Il faut s’en s’inquiéter parce que le trafic de drogue génère une circulation d’argent plus importante que les autres trafics, par exemple celui, classique, des pièces détachées de voiture. Il rapporte beaucoup et beaucoup plus vite, et est dès lors beaucoup plus tentant, mais davantage d’argent implique davantage de risques, donc des armes pour se protéger, donc des règlements de compte entre trafiquants plus souvent mortels. Cet argent permet par ailleurs aux trafiquants, le plus souvent des jeunes majeurs, d’utiliser des mineurs pour de petites opérations de surveillance, initiation précoce qui risque incontestablement de faciliter leur entraînement dans la délinquance.

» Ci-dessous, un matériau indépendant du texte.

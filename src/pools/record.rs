//! Named groups of shared buffers

use std::collections::{btree_map, BTreeMap};

use serde::{Deserialize, Serialize};

use crate::{
    buffers::{as_view, BufferHandle, RawView, SharedBuffer, View},
    dtype::Element,
    error::{Result, ShmPoolError},
    shape::{Order, Shape, ShapeSpec},
};

/// Field name to buffer; one slot of a [`BufferedDictManager`](super::BufferedDictManager)
#[derive(Debug, Clone, Default)]
pub struct BufferRecord {
    fields: BTreeMap<String, SharedBuffer>,
}

/// Raw form of a [`BufferRecord`]
pub type RecordHandle = BTreeMap<String, BufferHandle>;

impl BufferRecord {
    pub fn new() -> Self {
        Self::default()
    }

    /// Add or replace a field
    pub fn insert(&mut self, name: impl Into<String>, buffer: SharedBuffer) -> Option<SharedBuffer> {
        self.fields.insert(name.into(), buffer)
    }

    pub fn get(&self, name: &str) -> Option<&SharedBuffer> {
        self.fields.get(name)
    }

    /// Field names in sorted order
    pub fn field_names(&self) -> impl Iterator<Item = &str> {
        self.fields.keys().map(String::as_str)
    }

    pub fn iter(&self) -> btree_map::Iter<'_, String, SharedBuffer> {
        self.fields.iter()
    }

    pub fn len(&self) -> usize {
        self.fields.len()
    }

    pub fn is_empty(&self) -> bool {
        self.fields.is_empty()
    }

    pub fn handle(&self) -> RecordHandle {
        self.fields
            .iter()
            .map(|(name, buffer)| (name.clone(), buffer.handle()))
            .collect()
    }

    /// Attach every field of a record.
    ///
    /// # Safety
    /// Same contract as [`SharedBuffer::attach`] for each handle.
    pub unsafe fn attach(handle: &RecordHandle) -> Result<Self> {
        let fields = handle
            .iter()
            .map(|(name, buffer)| Ok((name.clone(), SharedBuffer::attach(buffer)?)))
            .collect::<Result<BTreeMap<_, _>>>()?;
        Ok(Self { fields })
    }
}

impl FromIterator<(String, SharedBuffer)> for BufferRecord {
    fn from_iter<I: IntoIterator<Item = (String, SharedBuffer)>>(iter: I) -> Self {
        Self {
            fields: iter.into_iter().collect(),
        }
    }
}

impl<'a> IntoIterator for &'a BufferRecord {
    type Item = (&'a String, &'a SharedBuffer);
    type IntoIter = btree_map::Iter<'a, String, SharedBuffer>;

    fn into_iter(self) -> Self::IntoIter {
        self.iter()
    }
}

/// A single record together with the shapes its fields are viewed with
#[derive(Debug, Clone)]
pub struct SharedDict {
    pub record: BufferRecord,
    pub shapes: ShapeSpec,
}

/// Raw form of a [`SharedDict`]
#[derive(Debug, Clone, PartialEq, Eq, Serialize, Deserialize)]
pub struct SharedDictHandle {
    pub record: RecordHandle,
    pub shapes: ShapeSpec,
}

impl SharedDict {
    /// Name to view mapping in `order`
    pub fn views<T: Element>(&self, order: Order) -> Result<BTreeMap<String, View<'_, T>>> {
        reconstruct_named_views(&self.record, &self.shapes, order)
    }

    pub fn handle(&self) -> SharedDictHandle {
        SharedDictHandle {
            record: self.record.handle(),
            shapes: self.shapes.clone(),
        }
    }

    /// # Safety
    /// Same contract as [`BufferRecord::attach`].
    pub unsafe fn attach(handle: &SharedDictHandle) -> Result<Self> {
        Ok(Self {
            record: BufferRecord::attach(&handle.record)?,
            shapes: handle.shapes.clone(),
        })
    }
}

/// Rebuild the name to view mapping of `record`.
///
/// Every field of a per-field map must have an entry.
pub fn reconstruct_named_views<'a, T: Element>(
    record: &'a BufferRecord,
    shapes: &ShapeSpec,
    order: Order,
) -> Result<BTreeMap<String, View<'a, T>>> {
    record
        .iter()
        .map(|(name, buffer)| {
            let shape = field_shape(shapes, name)?;
            Ok((name.clone(), as_view(buffer, shape.as_ref(), order)?))
        })
        .collect()
}

/// Unbound form of [`reconstruct_named_views`], kept per slot by the dict pool
pub(crate) fn raw_named_views<T: Element>(
    record: &BufferRecord,
    shapes: &ShapeSpec,
    order: Order,
) -> Result<BTreeMap<String, RawView<T>>> {
    record
        .iter()
        .map(|(name, buffer)| {
            let shape = field_shape(shapes, name)?;
            Ok((name.clone(), RawView::new(buffer, shape.as_ref(), order)?))
        })
        .collect()
}

fn field_shape(shapes: &ShapeSpec, name: &str) -> Result<Option<Shape>> {
    match (shapes, shapes.shape_for(name)) {
        (ShapeSpec::PerField(_), None) => Err(ShmPoolError::invalid_parameter(
            "shapes",
            format!("no shape given for field '{}'", name),
        )),
        (_, shape) => Ok(shape),
    }
}

#[cfg(test)]
mod tests {
    use super::*;
    use crate::{buffers::allocate, dtype::DType};

    fn record(fields: &[(&str, usize)]) -> BufferRecord {
        fields
            .iter()
            .map(|&(name, len)| {
                (name.to_string(), allocate(&Shape::vector(len), DType::F32).unwrap())
            })
            .collect()
    }

    #[test]
    fn test_uniform_shape() {
        let record = record(&[("a", 6), ("b", 6)]);
        let views =
            reconstruct_named_views::<f32>(&record, &ShapeSpec::Uniform(Shape::from([2, 3])), Order::RowMajor)
                .unwrap();
        assert_eq!(views["a"].shape(), &[2, 3]);
        assert_eq!(views["b"].shape(), &[2, 3]);
    }

    #[test]
    fn test_per_field_shapes() {
        let record = record(&[("x", 1), ("y", 10)]);
        let mut shapes = BTreeMap::new();
        shapes.insert("x".to_string(), Shape::scalar());
        shapes.insert("y".to_string(), Shape::vector(10));

        let views =
            reconstruct_named_views::<f32>(&record, &ShapeSpec::PerField(shapes), Order::RowMajor).unwrap();
        assert_eq!(views["x"].len(), 1);
        assert_eq!(views["y"].len(), 10);
    }

    #[test]
    fn test_missing_field_shape() {
        let record = record(&[("x", 1), ("y", 10)]);
        let mut shapes = BTreeMap::new();
        shapes.insert("x".to_string(), Shape::scalar());
        assert!(reconstruct_named_views::<f32>(&record, &ShapeSpec::PerField(shapes), Order::RowMajor).is_err());
    }

    #[test]
    fn test_record_handle_roundtrip() {
        let original = record(&[("v", 4)]);
        as_view::<f32>(original.get("v").unwrap(), None, Order::RowMajor)
            .unwrap()
            .copy_from_slice(&[1.0, 2.0, 3.0, 4.0])
            .unwrap();

        let attached = unsafe { BufferRecord::attach(&original.handle()) }.unwrap();
        let views = reconstruct_named_views::<f32>(&attached, &ShapeSpec::Flat, Order::RowMajor).unwrap();
        assert_eq!(views["v"].to_vec(), vec![1.0, 2.0, 3.0, 4.0]);
    }
}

Il ne faut cependant pas céder à la panique et raconter n’importe quoi. Déclarer, comme le font certains syndicalistes policiers et certains prétendus experts, que tous les quartiers populaires sont entrés dans un processus mafieux comme celui que je viens de décrire - processus qui, de surcroît, impliquerait toutes les générations au sein des familles - est une extrapolation parfaitement abusive.

Les recherches, peu nombreuses mais néanmoins sérieuses et impartiales, dont nous disposons laissent au contraire penser que la majorité des quartiers populaires ignore cette logique mafieuse mettant en scène des polydélinquants aguerris et manipulant des sommes colossales, s’alimentant à l’étranger et revendant n’importe quelle drogue au tout venant en cherchant constamment à accroître leur marché pour s’enrichir toujours plus.

Dans la majorité des quartiers, nous avons plutôt affaire à des réseaux de taille modeste, constitués de jeunes hommes non nécessairement polydélinquants, qui ne revendent que du cannabis et qui le revendent pour l’essentiel dans le cadre d’un groupe d’interconnaissances, sans chercher à sortir de leur quartier, fût-ce pour s’enrichir davantage.

Nous sommes donc face à des modes de débrouillardise qui ne sont pas analysables selon la logique mafieuse que j’ai décrite. Cela me semble important.

J’observe du reste, et ce sera ma conclusion sur ce point, que l’évolution de l’organisation de la police va elle-même dans ce sens. En effet, tout au long des années quatre-vingt-dix, on a tendu à fragiliser la police judiciaire au sens large, c’est-à-dire l’ensemble des brigades spécialisées qui mènent patiemment le travail de fond visant à démanteler les gros réseaux de trafiquants, au bénéfice d’un renforcement de la police ordinaire et d’unités d’intervention rapide, comme les BAC, dans les quartiers populaires. Faut-il se réjouir de cette évolution ? C’est une autre question, mais je suis très réservé en la matière...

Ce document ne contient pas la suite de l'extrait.